Can we really have it all?

By Dadirayi Agnes Sibanda (@the_catapult)

Life is lived as a series of consciously chosen decisions. My view is that you can have it “all”, provided that you yourself have decided what “all” means to you. Once you know, you go for it, with clarity on how far you want to get with each area of your life. Each of us ends up having a portfolio of choices that look a bit like a graphic equaliser, tuned to your individual beat.

Photo credit: www.independent.co.uk

Earlier this year, Indra Nooyi, the CEO of PepsiCo, gave an interview on work-life balance that seemingly rocked the world with it’s frankness.

“If you ask our daughters, I’m not sure they will say that I’ve been a good mom.”

“I don’t think women can have it all. I just don’t think so.”

“We pretend we have it all. We pretend we can have it all,” Nooyi, who has been married 34 years and has two daughters.”

Over the years I have learnt that the word “all”, even though it means “everything, and excluding nothing”, is not in fact an absolute term. My all and your all are not created equal. The question of whether we can have it all, is really quite similar to asking, “how long is a piece of string?”, when it should actually read, “what length and/or type of string would you like?”

As women, this question is also often asked to / of / by us, largely in the context of whether we can kick ass in all areas of their lives: love, a family, an incredible career and social impact. As a single woman of a certain age (and I discovered this when I noticed that guys stopped calling me “sisi” and started calling me “ma’am” *sigh!*), a question like this makes me wonder whether I am to be seen as being in deficit. I don’t have it all because I am not balancing career aspirations with a marriage?

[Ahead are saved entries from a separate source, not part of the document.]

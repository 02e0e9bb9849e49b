//! Budget add/edit form

use crate::models::{Budget, Category};
use crate::notify::{Notification, NotificationSink};
use crate::services::BudgetStore;
use crate::validation::{BudgetInput, Field, FieldErrors};

use super::{SubmitStatus, ERROR_TITLE};

/// State for adding a new budget or changing an existing budget's amount
#[derive(Debug, Clone)]
pub struct BudgetForm {
    input: BudgetInput,
    errors: FieldErrors,
    status: SubmitStatus,
    is_open: bool,
    default_category: String,
}

impl BudgetForm {
    /// Empty add form defaulting to the first category
    pub fn new(categories: &[Category]) -> Self {
        let default_category = categories
            .first()
            .map(|c| c.name.clone())
            .unwrap_or_default();

        Self {
            input: BudgetInput {
                id: None,
                category: default_category.clone(),
                amount: String::new(),
            },
            errors: FieldErrors::new(),
            status: SubmitStatus::Idle,
            is_open: true,
            default_category,
        }
    }

    /// Edit form pre-filled from `budget`; its category is locked
    pub fn for_edit(budget: &Budget) -> Self {
        Self {
            input: BudgetInput::from_budget(budget),
            errors: FieldErrors::new(),
            status: SubmitStatus::Idle,
            is_open: true,
            default_category: budget.category.clone(),
        }
    }

    pub fn is_editing(&self) -> bool {
        self.input.id.is_some()
    }

    pub fn is_open(&self) -> bool {
        self.is_open
    }

    pub fn status(&self) -> SubmitStatus {
        self.status
    }

    pub fn errors(&self) -> &FieldErrors {
        &self.errors
    }

    pub fn input(&self) -> &BudgetInput {
        &self.input
    }

    /// Replace one field's text and clear its error
    ///
    /// Returns `false` when the field cannot be changed: budgets have no
    /// description or date, and an edited budget keeps its category.
    pub fn set_field(&mut self, field: Field, value: impl Into<String>) -> bool {
        match field {
            Field::Amount => self.input.amount = value.into(),
            Field::Category if !self.is_editing() => self.input.category = value.into(),
            _ => return false,
        }
        self.errors.clear(field);
        self.status = self.status.after_edit();
        true
    }

    /// Validate and save the form
    pub fn submit<S, N>(&mut self, store: &S, notifier: &mut N) -> SubmitStatus
    where
        S: BudgetStore + ?Sized,
        N: NotificationSink + ?Sized,
    {
        self.errors = self.input.validate();
        if !self.errors.is_empty() {
            self.status = SubmitStatus::Idle;
            return self.status;
        }

        let budget = match self.input.clone().into_budget() {
            Ok(budget) => budget,
            Err(errors) => {
                self.errors = errors;
                self.status = SubmitStatus::Idle;
                return self.status;
            }
        };

        self.status = SubmitStatus::Submitting;
        let editing = self.is_editing();
        let result = if editing {
            store.edit(budget)
        } else {
            store.add(budget)
        };

        match result {
            Ok(()) if editing => {
                notifier.notify(Notification::success(
                    "Budget updated",
                    "Your budget has been updated successfully.",
                ));
                self.is_open = false;
                self.status = SubmitStatus::Success;
            }
            Ok(()) => {
                notifier.notify(Notification::success(
                    "Budget added",
                    "Your budget has been added successfully.",
                ));
                self.input = BudgetInput {
                    id: None,
                    category: self.default_category.clone(),
                    amount: String::new(),
                };
                self.status = SubmitStatus::Success;
            }
            Err(e) => {
                tracing::warn!(error = %e, "failed to save budget");
                notifier.notify(Notification::error(
                    ERROR_TITLE,
                    "Failed to save budget. Please try again.",
                ));
                self.status = SubmitStatus::Error;
            }
        }

        self.status
    }
}
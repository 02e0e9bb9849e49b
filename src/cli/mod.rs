//! CLI command handlers
//!
//! Bridges clap argument parsing with the forms, services and renderers.

pub mod budget;
pub mod category;
pub mod export;
pub mod report;
pub mod transaction;

pub use budget::{handle_budget_command, BudgetCommands};
pub use category::{handle_category_command, CategoryCommands};
pub use export::{handle_export_command, ExportCommands};
pub use report::{handle_dashboard_command, handle_report_command, ReportCommands};
pub use transaction::{handle_transaction_command, TransactionCommands};

use chrono::NaiveDate;

use crate::error::{SpendError, SpendResult};
use crate::forms::SubmitStatus;
use crate::validation::{parse_date, FieldErrors};

/// Today's date from the local clock
pub fn today() -> NaiveDate {
    chrono::Local::now().date_naive()
}

/// Parse an optional `--as-of` date, defaulting to today
pub fn parse_as_of(as_of: Option<&str>) -> SpendResult<NaiveDate> {
    match as_of {
        Some(raw) => parse_date(raw).ok_or_else(|| {
            SpendError::Validation(format!("Invalid date '{}'. Use YYYY-MM-DD format.", raw))
        }),
        None => Ok(today()),
    }
}

/// Turn a finished form submit into a command result
///
/// Field errors are printed one per line; a failed save has already been
/// reported by the form's notification.
pub(crate) fn finish_submit(
    status: SubmitStatus,
    errors: &FieldErrors,
    what: &str,
) -> SpendResult<()> {
    match status {
        SubmitStatus::Success => Ok(()),
        SubmitStatus::Error => Err(SpendError::Storage(format!("{} was not saved", what))),
        SubmitStatus::Idle | SubmitStatus::Submitting => {
            for (field, message) in errors.iter() {
                eprintln!("  {}: {}", field, message);
            }
            Err(SpendError::Validation(errors.to_string()))
        }
    }
}
//! Budget repository for JSON storage
//!
//! Manages loading and saving budgets to budgets.json. Budgets keep the
//! order they were added in, which is the order the comparison chart uses.

use std::path::PathBuf;
use std::sync::RwLock;

use crate::error::SpendError;
use crate::models::{Budget, BudgetId};

use super::file_io::{read_json, write_json_atomic};

#[derive(Debug, Clone, Default, serde::Serialize, serde::Deserialize)]
struct BudgetData {
    #[serde(default)]
    budgets: Vec<Budget>,
}

/// Repository for budget persistence
pub struct BudgetRepository {
    path: PathBuf,
    budgets: RwLock<Vec<Budget>>,
}

impl BudgetRepository {
    pub fn new(path: PathBuf) -> Self {
        Self {
            path,
            budgets: RwLock::new(Vec::new()),
        }
    }

    /// Load budgets from disk
    pub fn load(&self) -> Result<(), SpendError> {
        let file_data: BudgetData = read_json(&self.path)?;

        let mut budgets = self
            .budgets
            .write()
            .map_err(|e| SpendError::Storage(format!("Failed to acquire write lock: {}", e)))?;

        *budgets = file_data.budgets;
        tracing::debug!(count = budgets.len(), "loaded budgets");
        Ok(())
    }

    /// Save budgets to disk
    pub fn save(&self) -> Result<(), SpendError> {
        let budgets = self.get_all()?;
        write_json_atomic(&self.path, &BudgetData { budgets })
    }

    pub fn get(&self, id: BudgetId) -> Result<Option<Budget>, SpendError> {
        let budgets = self
            .budgets
            .read()
            .map_err(|e| SpendError::Storage(format!("Failed to acquire read lock: {}", e)))?;

        Ok(budgets.iter().find(|b| b.id == id).cloned())
    }

    /// All budgets in insertion order
    pub fn get_all(&self) -> Result<Vec<Budget>, SpendError> {
        let budgets = self
            .budgets
            .read()
            .map_err(|e| SpendError::Storage(format!("Failed to acquire read lock: {}", e)))?;

        Ok(budgets.clone())
    }

    /// Find budgets by ID prefix or by category name (case-insensitive)
    pub fn find(&self, identifier: &str) -> Result<Vec<Budget>, SpendError> {
        let needle = identifier.trim();
        Ok(self
            .get_all()?
            .into_iter()
            .filter(|b| b.id.matches(needle) || b.category.eq_ignore_ascii_case(needle))
            .collect())
    }

    /// Replace the budget with the same ID, or append a new one
    pub fn upsert(&self, budget: Budget) -> Result<(), SpendError> {
        let mut budgets = self
            .budgets
            .write()
            .map_err(|e| SpendError::Storage(format!("Failed to acquire write lock: {}", e)))?;

        match budgets.iter_mut().find(|b| b.id == budget.id) {
            Some(existing) => *existing = budget,
            None => budgets.push(budget),
        }
        Ok(())
    }

    /// Delete a budget, returning whether it existed
    pub fn delete(&self, id: BudgetId) -> Result<bool, SpendError> {
        let mut budgets = self
            .budgets
            .write()
            .map_err(|e| SpendError::Storage(format!("Failed to acquire write lock: {}", e)))?;

        let before = budgets.len();
        budgets.retain(|b| b.id != id);
        Ok(budgets.len() != before)
    }

    pub fn count(&self) -> Result<usize, SpendError> {
        let budgets = self
            .budgets
            .read()
            .map_err(|e| SpendError::Storage(format!("Failed to acquire read lock: {}", e)))?;
        Ok(budgets.len())
    }
}
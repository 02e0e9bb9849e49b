//! Category service
//!
//! Manages the category list. Removing a category leaves transactions and
//! budgets that name it untouched.

use crate::error::{SpendError, SpendResult};
use crate::models::Category;
use crate::storage::Storage;

/// Service for category management
pub struct CategoryService<'a> {
    storage: &'a Storage,
}

impl<'a> CategoryService<'a> {
    pub fn new(storage: &'a Storage) -> Self {
        Self { storage }
    }

    pub fn list(&self) -> SpendResult<Vec<Category>> {
        self.storage.categories.get_all()
    }

    /// Append a new category
    pub fn add(&self, name: &str) -> SpendResult<Category> {
        let category = Category::new(name.trim());
        category
            .validate()
            .map_err(|e| SpendError::Validation(e.to_string()))?;

        if self.storage.categories.get_by_name(&category.name)?.is_some() {
            return Err(SpendError::Duplicate {
                entity_type: "Category",
                identifier: category.name,
            });
        }

        self.storage.categories.push(category.clone())?;
        self.storage.categories.save()?;

        tracing::info!(name = %category.name, "category added");
        Ok(category)
    }

    /// Remove a category by name
    ///
    /// Returns the number of transactions still naming it.
    pub fn remove(&self, name: &str) -> SpendResult<usize> {
        if !self.storage.categories.delete(name)? {
            return Err(SpendError::category_not_found(name));
        }
        self.storage.categories.save()?;

        let orphaned = self
            .storage
            .transactions
            .get_all()?
            .iter()
            .filter(|t| t.category.eq_ignore_ascii_case(name.trim()))
            .count();

        tracing::info!(name, orphaned, "category removed");
        Ok(orphaned)
    }
}

#[cfg(test)]
mod tests {
    use super::*;
    use crate::config::paths::SpendPaths;
    use crate::models::{Money, Transaction};
    use chrono::NaiveDate;
    use tempfile::TempDir;

    fn create_test_storage() -> (TempDir, Storage) {
        let temp_dir = TempDir::new().unwrap();
        let paths = SpendPaths::with_base_dir(temp_dir.path().to_path_buf());
        let mut storage = Storage::new(paths).unwrap();
        storage.load_all().unwrap();
        (temp_dir, storage)
    }

    #[test]
    fn test_add_category() {
        let (_temp_dir, storage) = create_test_storage();
        let service = CategoryService::new(&storage);

        let category = service.add("  Travel ").unwrap();
        assert_eq!(category.name, "Travel");
        assert_eq!(service.list().unwrap(), vec![Category::new("Travel")]);
    }

    #[test]
    fn test_duplicate_category() {
        let (_temp_dir, storage) = create_test_storage();
        let service = CategoryService::new(&storage);

        service.add("Food").unwrap();
        let err = service.add("food").unwrap_err();
        assert!(matches!(err, SpendError::Duplicate { .. }));
    }

    #[test]
    fn test_empty_name_rejected() {
        let (_temp_dir, storage) = create_test_storage();
        let service = CategoryService::new(&storage);

        assert!(service.add("   ").unwrap_err().is_validation());
    }

    #[test]
    fn test_remove_leaves_orphans() {
        let (_temp_dir, storage) = create_test_storage();
        let service = CategoryService::new(&storage);
        service.add("Food").unwrap();
        storage
            .transactions
            .upsert(Transaction::new(
                Money::from_dollars(5),
                "Snack",
                NaiveDate::from_ymd_opt(2024, 5, 1).unwrap(),
                "Food",
            ))
            .unwrap();

        assert_eq!(service.remove("Food").unwrap(), 1);
        assert!(service.list().unwrap().is_empty());
        assert_eq!(storage.transactions.count().unwrap(), 1);
        assert!(service.remove("Food").unwrap_err().is_not_found());
    }
}
//! Display formatting for terminal output
//!
//! Renders view models as tables (via `tabled`) and text bar charts. Every
//! formatter returns a `String` so callers decide where it is printed.

pub mod budget;
pub mod category;
pub mod dashboard;
pub mod report;
pub mod transaction;

pub use budget::{format_budget_comparison, format_budget_table};
pub use category::{format_category_breakdown, format_category_list};
pub use dashboard::{format_dashboard, format_insights, format_monthly_chart};
pub use report::DisplayContext;
pub use transaction::{format_recent, format_transaction_table};
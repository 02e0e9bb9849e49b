//! Category CLI commands

use clap::Subcommand;

use crate::display::format_category_list;
use crate::error::SpendResult;
use crate::notify::{ConsoleNotifier, Notification, NotificationSink};
use crate::services::CategoryService;
use crate::storage::Storage;

/// Category subcommands
#[derive(Subcommand)]
pub enum CategoryCommands {
    /// List categories
    List,
    /// Add a category
    Add {
        /// Category name
        name: String,
    },
    /// Remove a category
    ///
    /// Transactions and budgets naming it are kept.
    Remove {
        /// Category name
        name: String,
    },
}

/// Handle a category command
pub fn handle_category_command(storage: &Storage, cmd: CategoryCommands) -> SpendResult<()> {
    let service = CategoryService::new(storage);

    match cmd {
        CategoryCommands::List => {
            print!("{}", format_category_list(&service.list()?));
        }
        CategoryCommands::Add { name } => {
            let category = service.add(&name)?;
            println!("Created category: {}", category.name);
        }
        CategoryCommands::Remove { name } => {
            let orphaned = service.remove(&name)?;
            println!("Removed category: {}", name.trim());
            if orphaned > 0 {
                ConsoleNotifier::default().notify(Notification::info(
                    "Transactions kept",
                    format!(
                        "{} transaction(s) still use this category and are kept as-is.",
                        orphaned
                    ),
                ));
            }
        }
    }

    Ok(())
}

Life is lived as a series of consciously chosen decisions. My view is that you can have it “all”, provided that you yourself have decided what all” means to you. Once you know, you go for it, with clarity on how far you want to get with each area of your life. Each of us ends up having a portfolio of choices that look a bit like a graphic equaliser, tuned to your individual beat.

What seems to really get to women is “guilt”. Based on a review of the population of women I know, the majority measure their achievement according to what they understand to be the social standard and not their own. Take parenting for instance, most busy professional women have a full day at work, come back home, and want to be superwife, incredible cook, supermom, and be involved in every aspect of little darling’s life. There are only so many hours in a day and there is only so much mom-ness to go round.

Most people our generation are reluctant to get help, we overthink things and want to say we did it ourselves when the goal should be “I did it my way”. When entertaining, some women want to cook gourmet meals, me – I call a caterer, and one of my other friends has paper plates and you sort yourself out.

Now a guy in this situation typically has a baby-mama or wife, a PA, EA, and a maid – this is what I call infrastructure.

There is nothing worse than a woman who is unhappy with her lot in life and behaves like a victim. You are (should be) the cause and not the effect of your life, and should put into place the structure that will help you achieve all your goals – your way.

I myself am the product of one woman’s infrastructure. Dad was busy with a corporate job. It was made clear that I (and my siblings) had joined her family, and not the other way round. We lived on a working farm which she ran, along with a clothing business (which included a factory and 3 retail outlets), and all this while she remained very involved in church and extended family activities.

She ran this with a system of people that assisted her in achieving her goals, and she was always happy to make the unpopular decision. Parenting was her and my dad, identity formation. She did all the smacking, knew every item of clothing in each of our closets (5 kids), school teachers were co-opted into assisting her children in getting the grades that she set, she supervised our meals daily, junk food was forbidden in our home. She ran the businesses, travelled locally and internationally, and had people that held the fort when she was away.

Did I like it? Not always – I wanted her to be normal like other people’s moms, work half-day and come home to bake. But with the benefit of hindsight, I admire that she was prepared to live life on her terms, and gave herself permission to be everything she’d ever wanted. Wife, mother, entrepreneur, farmer, traveller, Christian and more.

I put it to you, M’lady, that you can really have it all. You just have to decide that

  1. you want it, and
  2. what it “all” means or is, and then
  3. build the infrastructure.

24 Comments
  1. Is it possible to have it all? that’s such a difficult question to answer…I guess it depends on an individual what is their all as per their individual needs. For me having it all is knowing what’s important to me and working towards achieving those goals that i think will complete my all.